* **The task**
Write out, word for word, only the lines from the one with "a per-season fetch." to the end of the data below.

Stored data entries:

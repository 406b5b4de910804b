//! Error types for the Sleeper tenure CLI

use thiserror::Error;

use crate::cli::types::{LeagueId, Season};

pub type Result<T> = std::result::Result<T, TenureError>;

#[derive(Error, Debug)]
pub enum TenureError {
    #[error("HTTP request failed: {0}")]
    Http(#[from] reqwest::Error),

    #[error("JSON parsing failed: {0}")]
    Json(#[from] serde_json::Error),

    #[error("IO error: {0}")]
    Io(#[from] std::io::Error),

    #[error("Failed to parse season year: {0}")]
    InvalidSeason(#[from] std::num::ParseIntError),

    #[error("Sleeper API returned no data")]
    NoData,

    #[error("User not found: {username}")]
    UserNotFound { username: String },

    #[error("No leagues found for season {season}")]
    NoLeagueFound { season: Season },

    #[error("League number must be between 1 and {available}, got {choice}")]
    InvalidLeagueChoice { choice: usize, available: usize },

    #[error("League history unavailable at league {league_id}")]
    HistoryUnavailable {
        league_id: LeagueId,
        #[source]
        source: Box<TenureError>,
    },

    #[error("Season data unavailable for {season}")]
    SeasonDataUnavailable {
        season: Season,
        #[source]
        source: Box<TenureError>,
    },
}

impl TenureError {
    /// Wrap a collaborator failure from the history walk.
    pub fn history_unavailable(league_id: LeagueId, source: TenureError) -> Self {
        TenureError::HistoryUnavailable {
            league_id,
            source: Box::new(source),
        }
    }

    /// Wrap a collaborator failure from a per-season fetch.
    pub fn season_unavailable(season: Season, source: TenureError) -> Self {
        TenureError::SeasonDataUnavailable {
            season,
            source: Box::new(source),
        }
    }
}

* **Output of the exercise**
    /// Wrap a collaborator failure from a per-season fetch.
    pub fn season_unavailable(season: Season, source: TenureError) -> Self {
        TenureError::SeasonDataUnavailable {
            season,
            source: Box::new(source),
        }
    }
}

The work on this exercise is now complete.